__PROBLEM STATEMENT__:
Nothing but the lines below between the line holding "pub fn new(map: CollisionMap, config: WorldConfig)" and the line holding "pub fn player_mut(&mut", inclusive, should appear in the answer, each set down exactly.

[Saved data entries]

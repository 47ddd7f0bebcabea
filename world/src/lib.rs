#![deny(
    unsafe_code,
    missing_docs,
    dead_code,
    unused_results,
    non_snake_case,
    unreachable_pub
)]

//! Authoritative hall state for Rune Hall.
//!
//! The [`World`] owns the collision map, the build-object registry, the
//! player and the luring gem slot. Player intents flow in through [`apply`];
//! read access goes through the [`query`] module. Tick-driven systems borrow
//! the pieces they need through [`World::parts_mut`].

mod build_objects;
mod collision;
mod gem;
mod player;

use rand::Rng;
use rune_hall_core::{
    CellCoord, Command, EnchantmentKind, Event, GameTime, GemClearReason, HallName, PixelPoint,
};
use serde::{Deserialize, Serialize};
use tracing::debug;

pub use build_objects::{
    BuildObject, BuildObjectRegistry, ClickOutcome, InvariantViolation, LoadReport,
    RegistryError, RuneRelocator, RuneTransfer, ACKNOWLEDGEMENT_SECS, INTERACTION_REACH_TILES,
    TRANSFER_ATTEMPTS,
};
pub use collision::{CollisionMap, LayoutError, Tile};
pub use gem::{LuringGem, LuringGemSlot};
pub use player::{Inventory, Player};

/// Tunable parameters for the player-facing parts of a hall.
#[derive(Clone, Debug, PartialEq, Serialize, Deserialize)]
#[serde(default)]
pub struct WorldConfig {
    /// Lives the player starts a run with.
    pub starting_lives: u32,
    /// Seconds a thrown luring gem stays in the hall.
    pub gem_lifetime_secs: u64,
    /// Distance, in tiles, a luring gem travels when thrown.
    pub gem_throw_tiles: u32,
    /// Seconds a cloak keeps archers from hitting the player.
    pub cloak_secs: u64,
    /// Seconds a reveal keeps the rune's neighbourhood highlighted.
    pub reveal_secs: u64,
    /// Side length, in tiles, of the square highlighted by a reveal.
    pub reveal_span: u32,
}

impl Default for WorldConfig {
    fn default() -> Self {
        Self {
            starting_lives: 3,
            gem_lifetime_secs: 10,
            gem_throw_tiles: 5,
            cloak_secs: 20,
            reveal_secs: 10,
            reveal_span: 4,
        }
    }
}

/// Represents the authoritative state of the hall being played.
#[derive(Debug)]
pub struct World {
    config: WorldConfig,
    map: CollisionMap,
    objects: BuildObjectRegistry,
    player: Player,
    gem: LuringGemSlot,
    now: GameTime,
}

/// Simultaneous mutable borrows of the world's components.
#[derive(Debug)]
pub struct HallParts<'a> {
    /// Collision map of the active hall.
    pub map: &'a mut CollisionMap,
    /// Build objects of every hall.
    pub objects: &'a mut BuildObjectRegistry,
    /// The player.
    pub player: &'a mut Player,
    /// The luring gem slot.
    pub gem: &'a mut LuringGemSlot,
}

impl World {
    /// Creates a world for the first hall laid out on `map`.
    ///
    /// The player starts on the first walkable cell in row-major order.
    #[must_use]
    pub fn new(map: CollisionMap, config: WorldConfig) -> Self {
        let start = spawn_point(&map);
        Self {
            player: Player::new(start, config.starting_lives),
            gem: LuringGemSlot::new(config.gem_lifetime_secs),
            objects: BuildObjectRegistry::new(),
            now: GameTime::ZERO,
            map,
            config,
        }
    }

    /// Borrows every component mutably at once.
    pub fn parts_mut(&mut self) -> HallParts<'_> {
        HallParts {
            map: &mut self.map,
            objects: &mut self.objects,
            player: &mut self.player,
            gem: &mut self.gem,
        }
    }

    /// Mutable access to the build-object registry, for world loading and build mode.
    pub fn objects_mut(&mut self) -> &mut BuildObjectRegistry {
        &mut self.objects
    }

    /// Mutable access to the player.
    pub fn player_mut(&mut self) -> &mut Player {
        &mut self.player
    }

    /// Restarts in-game time at zero and drops timed player state.
    ///
    /// Used when the world is reloaded in place; lives and position stay.
    pub fn restart_timeline(&mut self) {
        self.now = GameTime::ZERO;
        self.player.reset_for_hall();
    }

    /// Switches to `hall` laid out on `map` and hides the rune in it.
    ///
    /// Timed player state and any lying gem are dropped; lives and stored
    /// enchantments other than the previous rune carry over.
    pub fn enter_hall<R>(
        &mut self,
        hall: HallName,
        map: CollisionMap,
        rng: &mut R,
        out: &mut Vec<Event>,
    ) where
        R: Rng + ?Sized,
    {
        if self.gem.clear().is_some() {
            out.push(Event::GemCleared {
                reason: GemClearReason::HallExited,
            });
        }
        self.player.reset_for_hall();
        self.player.set_position(spawn_point(&map));
        self.map = map;
        self.now = GameTime::ZERO;
        self.objects.set_active_hall(hall);
        if let Some(holder) = self.objects.assign_random_rune(rng) {
            out.push(Event::RunePlaced { holder });
        }
        debug!(%hall, holder = ?self.objects.rune_holder(), "entered hall");
    }
}

/// Applies the provided command to the world, mutating state deterministically.
pub fn apply(world: &mut World, command: Command, out_events: &mut Vec<Event>) {
    match command {
        Command::AdvanceTo { now } => {
            world.now = now;
            world.player.expire_buffs(now, out_events);
            if world.gem.expire(now) {
                out_events.push(Event::GemCleared {
                    reason: GemClearReason::Expired,
                });
            }
        }
        Command::MovePlayer { to } => world.player.set_position(to),
        Command::UseReveal => {
            if world.player.inventory_mut().take(EnchantmentKind::Reveal) {
                let until = world.now.after(world.config.reveal_secs);
                world.player.activate_reveal(until);
                out_events.push(Event::BuffActivated {
                    kind: EnchantmentKind::Reveal,
                    until,
                });
            } else {
                out_events.push(Event::AbilityRejected {
                    kind: EnchantmentKind::Reveal,
                });
            }
        }
        Command::UseCloak => {
            if world.player.inventory_mut().take(EnchantmentKind::Cloak) {
                let until = world.now.after(world.config.cloak_secs);
                world.player.activate_cloak(until);
                out_events.push(Event::BuffActivated {
                    kind: EnchantmentKind::Cloak,
                    until,
                });
            } else {
                out_events.push(Event::AbilityRejected {
                    kind: EnchantmentKind::Cloak,
                });
            }
        }
        Command::ThrowGem { direction } => {
            // Only one gem may lie in the hall; the slot itself would overwrite.
            if world.gem.is_active()
                || !world.player.inventory_mut().take(EnchantmentKind::LuringGem)
            {
                out_events.push(Event::AbilityRejected {
                    kind: EnchantmentKind::LuringGem,
                });
                return;
            }
            let (dx, dy) = direction.unit();
            let reach = world.config.gem_throw_tiles as f32 * world.map.tile_length();
            let at = world.player.position().offset(dx * reach, dy * reach);
            world.gem.place(at, world.now);
            debug!(?direction, x = at.x, y = at.y, "luring gem thrown");
            out_events.push(Event::GemThrown { at });
        }
    }
}

fn spawn_point(map: &CollisionMap) -> PixelPoint {
    map.cells()
        .find(|cell| !map.is_cell_collidable(*cell))
        .unwrap_or(CellCoord::new(0, 0))
        .center(map.tile_length())
}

__ANSWER BOX__:
    pub fn new(map: CollisionMap, config: WorldConfig) -> Self {
        let start = spawn_point(&map);
        Self {
            player: Player::new(start, config.starting_lives),
            gem: LuringGemSlot::new(config.gem_lifetime_secs),
            objects: BuildObjectRegistry::new(),
            now: GameTime::ZERO,
            map,
            config,
        }
    }

    /// Borrows every component mutably at once.
    pub fn parts_mut(&mut self) -> HallParts<'_> {
        HallParts {
            map: &mut self.map,
            objects: &mut self.objects,
            player: &mut self.player,
            gem: &mut self.gem,
        }
    }

    /// Mutable access to the build-object registry, for world loading and build mode.
    pub fn objects_mut(&mut self) -> &mut BuildObjectRegistry {
        &mut self.objects
    }

    /// Mutable access to the player.
    pub fn player_mut(&mut self) -> &mut Player {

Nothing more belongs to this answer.